Find the word "Debug" in the data. Return every line where it appears.
****************************************
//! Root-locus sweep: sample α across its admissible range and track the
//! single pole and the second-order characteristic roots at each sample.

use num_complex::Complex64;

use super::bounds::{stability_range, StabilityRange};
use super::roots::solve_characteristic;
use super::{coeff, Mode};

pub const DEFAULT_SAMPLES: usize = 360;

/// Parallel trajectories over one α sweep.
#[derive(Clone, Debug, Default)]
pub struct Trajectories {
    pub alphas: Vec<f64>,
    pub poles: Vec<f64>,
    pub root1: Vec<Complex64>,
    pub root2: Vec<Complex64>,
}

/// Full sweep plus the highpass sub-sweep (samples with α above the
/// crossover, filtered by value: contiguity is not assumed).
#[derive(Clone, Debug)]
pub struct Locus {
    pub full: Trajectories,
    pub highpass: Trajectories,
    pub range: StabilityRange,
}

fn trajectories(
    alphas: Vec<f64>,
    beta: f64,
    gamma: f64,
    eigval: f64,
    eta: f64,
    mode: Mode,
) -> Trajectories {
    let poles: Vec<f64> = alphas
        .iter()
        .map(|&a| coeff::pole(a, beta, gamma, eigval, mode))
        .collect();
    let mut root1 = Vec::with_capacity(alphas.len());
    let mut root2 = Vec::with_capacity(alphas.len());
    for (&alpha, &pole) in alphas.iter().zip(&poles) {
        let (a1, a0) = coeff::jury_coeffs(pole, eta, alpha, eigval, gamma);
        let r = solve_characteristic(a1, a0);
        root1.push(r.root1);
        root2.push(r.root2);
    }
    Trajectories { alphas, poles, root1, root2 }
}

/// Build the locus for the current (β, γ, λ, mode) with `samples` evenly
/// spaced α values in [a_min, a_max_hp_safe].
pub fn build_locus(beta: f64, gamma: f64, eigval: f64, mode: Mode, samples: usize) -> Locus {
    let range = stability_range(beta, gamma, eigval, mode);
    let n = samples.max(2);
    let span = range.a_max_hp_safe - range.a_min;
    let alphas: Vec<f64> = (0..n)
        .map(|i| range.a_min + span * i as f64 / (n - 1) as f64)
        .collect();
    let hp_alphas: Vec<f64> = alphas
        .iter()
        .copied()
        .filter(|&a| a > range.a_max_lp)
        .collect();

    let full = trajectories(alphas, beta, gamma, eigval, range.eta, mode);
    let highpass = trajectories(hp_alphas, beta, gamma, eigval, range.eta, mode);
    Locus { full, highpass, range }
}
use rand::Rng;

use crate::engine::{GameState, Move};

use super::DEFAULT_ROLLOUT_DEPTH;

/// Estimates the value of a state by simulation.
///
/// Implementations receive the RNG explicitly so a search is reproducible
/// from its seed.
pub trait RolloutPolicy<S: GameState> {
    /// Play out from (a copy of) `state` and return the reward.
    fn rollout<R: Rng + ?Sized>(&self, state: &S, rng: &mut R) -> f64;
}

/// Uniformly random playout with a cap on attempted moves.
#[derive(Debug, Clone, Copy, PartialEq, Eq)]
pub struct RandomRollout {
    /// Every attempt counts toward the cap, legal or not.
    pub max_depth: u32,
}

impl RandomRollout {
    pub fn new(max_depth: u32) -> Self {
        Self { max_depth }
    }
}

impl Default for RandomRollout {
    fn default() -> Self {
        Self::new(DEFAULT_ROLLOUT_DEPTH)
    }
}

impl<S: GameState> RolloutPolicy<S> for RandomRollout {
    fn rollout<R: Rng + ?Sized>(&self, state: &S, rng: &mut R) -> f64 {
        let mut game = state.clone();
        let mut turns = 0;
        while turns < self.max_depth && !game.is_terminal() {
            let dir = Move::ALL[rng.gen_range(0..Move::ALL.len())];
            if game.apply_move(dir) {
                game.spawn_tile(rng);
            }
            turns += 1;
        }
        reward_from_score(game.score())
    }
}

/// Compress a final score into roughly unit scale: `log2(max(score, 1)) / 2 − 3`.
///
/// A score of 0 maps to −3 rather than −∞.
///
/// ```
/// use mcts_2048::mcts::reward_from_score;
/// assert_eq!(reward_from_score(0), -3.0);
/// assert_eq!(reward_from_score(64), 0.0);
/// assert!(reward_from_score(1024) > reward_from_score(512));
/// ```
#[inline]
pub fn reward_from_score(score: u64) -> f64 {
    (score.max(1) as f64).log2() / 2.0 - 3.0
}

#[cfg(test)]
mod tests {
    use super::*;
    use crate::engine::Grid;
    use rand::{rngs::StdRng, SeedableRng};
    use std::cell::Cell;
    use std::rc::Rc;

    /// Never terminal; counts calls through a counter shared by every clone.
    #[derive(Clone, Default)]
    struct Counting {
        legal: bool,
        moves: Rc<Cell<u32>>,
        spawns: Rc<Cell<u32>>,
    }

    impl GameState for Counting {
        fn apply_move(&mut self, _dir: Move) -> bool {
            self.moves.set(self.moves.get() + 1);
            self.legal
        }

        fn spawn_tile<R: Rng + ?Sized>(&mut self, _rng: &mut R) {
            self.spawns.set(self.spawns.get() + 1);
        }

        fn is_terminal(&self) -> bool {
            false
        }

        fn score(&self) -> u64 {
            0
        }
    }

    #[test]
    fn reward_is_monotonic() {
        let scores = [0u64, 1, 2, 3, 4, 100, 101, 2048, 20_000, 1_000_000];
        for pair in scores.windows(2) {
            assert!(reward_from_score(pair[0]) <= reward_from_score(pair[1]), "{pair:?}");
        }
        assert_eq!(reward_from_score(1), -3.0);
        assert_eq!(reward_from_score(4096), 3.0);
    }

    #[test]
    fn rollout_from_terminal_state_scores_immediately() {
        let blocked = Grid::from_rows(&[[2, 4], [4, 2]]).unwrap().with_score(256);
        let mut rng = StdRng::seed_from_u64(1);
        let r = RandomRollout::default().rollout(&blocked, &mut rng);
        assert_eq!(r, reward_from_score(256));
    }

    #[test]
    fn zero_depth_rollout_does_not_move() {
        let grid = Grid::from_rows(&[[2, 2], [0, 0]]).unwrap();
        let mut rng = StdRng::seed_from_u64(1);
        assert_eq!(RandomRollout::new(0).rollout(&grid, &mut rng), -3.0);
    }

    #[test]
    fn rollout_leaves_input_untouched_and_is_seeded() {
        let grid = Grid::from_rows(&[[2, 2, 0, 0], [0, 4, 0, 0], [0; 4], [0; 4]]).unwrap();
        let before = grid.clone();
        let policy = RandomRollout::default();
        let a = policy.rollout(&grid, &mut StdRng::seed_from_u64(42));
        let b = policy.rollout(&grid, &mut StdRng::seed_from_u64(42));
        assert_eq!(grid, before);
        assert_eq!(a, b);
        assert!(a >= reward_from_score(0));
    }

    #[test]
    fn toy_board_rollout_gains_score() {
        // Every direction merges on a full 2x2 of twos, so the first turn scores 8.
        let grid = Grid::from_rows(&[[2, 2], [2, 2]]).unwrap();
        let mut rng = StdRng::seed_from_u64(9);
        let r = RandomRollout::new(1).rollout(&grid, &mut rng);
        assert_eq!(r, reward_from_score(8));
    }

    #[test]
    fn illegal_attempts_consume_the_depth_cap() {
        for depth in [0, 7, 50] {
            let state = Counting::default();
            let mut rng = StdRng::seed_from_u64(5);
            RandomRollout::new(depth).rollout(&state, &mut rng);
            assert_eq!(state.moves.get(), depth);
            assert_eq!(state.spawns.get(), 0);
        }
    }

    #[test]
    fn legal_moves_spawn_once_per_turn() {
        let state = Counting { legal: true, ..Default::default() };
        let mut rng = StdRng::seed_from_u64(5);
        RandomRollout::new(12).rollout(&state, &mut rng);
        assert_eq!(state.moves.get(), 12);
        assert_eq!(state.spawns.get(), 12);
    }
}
****************************************
▸ **Exercise result**:
#[derive(Clone, Debug, Default)]
#[derive(Clone, Debug)]
#[derive(Debug, Clone, Copy, PartialEq, Eq)]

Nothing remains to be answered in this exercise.